Center for Geriatric Medicine, Heidelberg University, Rohrbacher Strasse 149, 69126 Heidelberg, Germany; Agaplesion Bethanien Hospital, Rohrbacher Strasse 149, 69126 Heidelberg, Germany.
Center for Geriatric Medicine, Heidelberg University, Rohrbacher Strasse 149, 69126 Heidelberg, Germany; Agaplesion Bethanien Hospital, Rohrbacher Strasse 149, 69126 Heidelberg, Germany.
Clin Geriatr Med. 2022 Aug;38(3):559-564. doi: 10.1016/j.cger.2022.04.001. Epub 2022 Apr 21.

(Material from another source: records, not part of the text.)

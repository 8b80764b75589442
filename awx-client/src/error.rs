//! Error types for the Tower client

use thiserror::Error;

/// Result type alias for client operations.
pub type Result<T> = std::result::Result<T, ClientError>;

/// Errors that can occur while driving a job on the Tower server.
///
/// The `detail`-carrying variants relay the server's own explanation
/// verbatim; the `Unavailable` variants cover responses the client
/// cannot interpret at all (the raw body is logged at the call site).
#[derive(Debug, Error)]
pub enum ClientError {
    /// HTTP transport failure.
    #[error("HTTP request failed: {0}")]
    Request(#[from] reqwest::Error),

    /// The server rejected the launch with an explicit detail message.
    #[error("template {template_id} couldn't be launched: {detail}")]
    LaunchRejected { template_id: String, detail: String },

    /// The launch response carried neither a job id nor a detail.
    #[error("template {template_id} couldn't be launched, the Tower API is not working")]
    LaunchUnavailable { template_id: String },

    /// The server rejected a status poll with an explicit detail message.
    #[error("failed to get job status from Tower: {detail}")]
    StatusRejected { detail: String },

    /// The poll response carried neither a status nor a detail.
    #[error("failed to get job status from Tower")]
    StatusUnavailable,

    /// The job reached the `failed` terminal status.
    #[error("Tower job {id} execution failed")]
    JobFailed { id: u64 },

    /// The job reached the `error` terminal status.
    #[error("an error occurred on Tower while running job {id}")]
    JobErrored { id: u64 },

    /// The optional polling deadline elapsed before a terminal status.
    #[error("timed out after {waited_secs}s waiting for job to finish")]
    TimedOut { waited_secs: u64 },

    /// Any other non-success API response.
    #[error("API error (status {status}): {message}")]
    Api { status: u16, message: String },
}
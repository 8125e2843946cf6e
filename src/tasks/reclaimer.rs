//! Reclaimer Task
//!
//! Background task that periodically sweeps stale entries out of a store.

use std::future::Future;
use std::pin::Pin;
use std::sync::Weak;
use std::time::Duration;

use tokio::runtime::Handle;
use tokio::sync::watch;
use tokio::task::JoinHandle;
use tokio::time::{self, Instant, MissedTickBehavior};
use tracing::{debug, info};

/// External signal that stops the reclaimer and closes its store when it
/// completes.
pub type CancelSignal = Pin<Box<dyn Future<Output = ()> + Send + 'static>>;

// == Reclaim Trait ==
/// What the reclaimer needs from the store it sweeps.
pub trait Reclaim: Send + Sync + 'static {
    /// Removes every stale entry and returns how many were removed.
    fn sweep(&self) -> usize;

    /// Whether the store has been closed.
    fn is_closed(&self) -> bool;

    /// Closes the store. Returns `true` only for the call that closed it.
    fn close(&self) -> bool;
}

/// Spawns the reclaimer for `target` on `runtime`.
///
/// The task sleeps for `interval` between sweeps. It exits when:
/// - `stop` observes `true` or its sender is dropped (`shutdown`),
/// - `cancel` completes, in which case the target is closed first,
/// - the target has been dropped.
///
/// Only a weak reference to the target is held, so the task never keeps a
/// dropped store alive. A sweep that is already running is never interrupted.
///
/// # Arguments
/// * `runtime` - Runtime hosting the task
/// * `target` - Store to sweep
/// * `interval` - Interval between sweeps, must be non-zero
/// * `stop` - Stop flag driven by the store
/// * `cancel` - Optional external cancellation signal
pub fn spawn_reclaimer<T: Reclaim>(
    runtime: &Handle,
    target: Weak<T>,
    interval: Duration,
    mut stop: watch::Receiver<bool>,
    cancel: Option<CancelSignal>,
) -> JoinHandle<()> {
    runtime.spawn(async move {
        info!(
            "Starting reclaimer with sweep interval of {} ms",
            interval.as_millis()
        );

        // First sweep happens one full interval after start
        let mut ticker = time::interval_at(Instant::now() + interval, interval);
        ticker.set_missed_tick_behavior(MissedTickBehavior::Delay);

        let cancelled = async move {
            match cancel {
                Some(signal) => signal.await,
                None => std::future::pending::<()>().await,
            }
        };
        tokio::pin!(cancelled);

        loop {
            tokio::select! {
                biased;

                changed = stop.changed() => {
                    if changed.is_err() || *stop.borrow() {
                        debug!("Reclaimer received stop signal");
                        break;
                    }
                }
                _ = &mut cancelled => {
                    debug!("Reclaimer cancellation signal fired");
                    if let Some(target) = target.upgrade() {
                        target.close();
                    }
                    break;
                }
                _ = ticker.tick() => {
                    let Some(target) = target.upgrade() else {
                        break;
                    };
                    if target.is_closed() {
                        break;
                    }

                    let removed = target.sweep();
                    if removed > 0 {
                        info!("Reclaimer sweep: removed {} expired entries", removed);
                    } else {
                        debug!("Reclaimer sweep: no expired entries found");
                    }
                }
            }
        }

        info!("Reclaimer stopped");
    })
}

#[cfg(test)]
mod tests {
    use super::*;
    use std::sync::atomic::{AtomicBool, AtomicUsize, Ordering};
    use std::sync::Arc;
    use tokio::sync::oneshot;

    /// Counts sweeps instead of touching a real table.
    struct Probe {
        sweeps: AtomicUsize,
        closed: AtomicBool,
        stop_tx: watch::Sender<bool>,
    }

    impl Probe {
        fn new() -> (Arc<Self>, watch::Receiver<bool>) {
            let (stop_tx, stop_rx) = watch::channel(false);
            let probe = Arc::new(Self {
                sweeps: AtomicUsize::new(0),
                closed: AtomicBool::new(false),
                stop_tx,
            });
            (probe, stop_rx)
        }
    }

    impl Reclaim for Probe {
        fn sweep(&self) -> usize {
            self.sweeps.fetch_add(1, Ordering::SeqCst);
            0
        }

        fn is_closed(&self) -> bool {
            self.closed.load(Ordering::SeqCst)
        }

        fn close(&self) -> bool {
            let first = !self.closed.swap(true, Ordering::SeqCst);
            if first {
                self.stop_tx.send_replace(true);
            }
            first
        }
    }

    const INTERVAL: Duration = Duration::from_millis(50);

    #[tokio::test]
    async fn test_reclaimer_sweeps_periodically() {
        let (probe, stop_rx) = Probe::new();
        let handle = spawn_reclaimer(
            &Handle::current(),
            Arc::downgrade(&probe),
            INTERVAL,
            stop_rx,
            None,
        );

        // No sweep before the first interval elapses
        assert_eq!(probe.sweeps.load(Ordering::SeqCst), 0);

        tokio::time::sleep(INTERVAL * 5).await;
        assert!(probe.sweeps.load(Ordering::SeqCst) >= 2);

        probe.close();
        tokio::time::sleep(INTERVAL).await;
        assert!(handle.is_finished(), "Reclaimer should stop after close");
    }

    #[tokio::test]
    async fn test_reclaimer_stops_sweeping_after_close() {
        let (probe, stop_rx) = Probe::new();
        let handle = spawn_reclaimer(
            &Handle::current(),
            Arc::downgrade(&probe),
            INTERVAL,
            stop_rx,
            None,
        );

        probe.close();
        tokio::time::sleep(INTERVAL * 4).await;

        assert_eq!(probe.sweeps.load(Ordering::SeqCst), 0);
        assert!(handle.is_finished());
    }

    #[tokio::test]
    async fn test_cancellation_closes_target() {
        let (probe, stop_rx) = Probe::new();
        let (cancel_tx, cancel_rx) = oneshot::channel::<()>();
        let signal: CancelSignal = Box::pin(async move {
            let _ = cancel_rx.await;
        });
        let handle = spawn_reclaimer(
            &Handle::current(),
            Arc::downgrade(&probe),
            INTERVAL,
            stop_rx,
            Some(signal),
        );

        cancel_tx.send(()).unwrap();
        tokio::time::sleep(INTERVAL).await;

        assert!(probe.is_closed(), "Cancellation should close the target");
        assert!(handle.is_finished());
    }

    #[tokio::test]
    async fn test_reclaimer_exits_when_target_dropped() {
        let (probe, stop_rx) = Probe::new();
        let weak = Arc::downgrade(&probe);
        let handle = spawn_reclaimer(&Handle::current(), weak, INTERVAL, stop_rx, None);

        // Dropping the only strong reference also drops the stop sender
        drop(probe);
        tokio::time::sleep(INTERVAL * 2).await;

        assert!(handle.is_finished(), "Task should be finished after drop");
    }
}
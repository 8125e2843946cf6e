//! Cache Module
//!
//! Provides the expiring key-value store and its building blocks.

mod entry;
mod reentrancy;
mod stats;
mod store;


// Re-export public types
pub use stats::StoreStats;
pub use store::ExpiringStore;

Malnutrition has been one of the most common complications of older COVID-19 survivors. COVID-19 associated symptoms like loss of appetite as well as changes in taste and smell may trigger the deterioration of nutritional status, while other complications of the disease may contribute to it, like respiratory failure that necessitates admission to the ICU. Especially in nursing home residents reduced food intake may be related to preexisting and also to incident geriatric syndromes like delirium. Sarcopenia has also been highly prevalent in older COVID-19 survivors. It is caused and exacerbated by COVID-19-associated inflammatory processes, total or partial immobilization, and malnutrition. COVID-19 survivors may be at high risk of developing the vicious circle that results from the interaction of deteriorating nutritional status and declining functionality. Regular monitoring of nutritional and functional status is, therefore, indicated in all older COVID-19 survivors. If malnutrition and/or functional decline have been identified in this patient population, low-threshold provision of individualized nutritional and exercise interventions should be installed. In those that are most seriously affected by malnutrition and sarcopenia ambulatory or inpatient rehabilitation has to be considered. Geriatric rehabilitation programs should be specifically adapted to the needs of older patients with COVID-19.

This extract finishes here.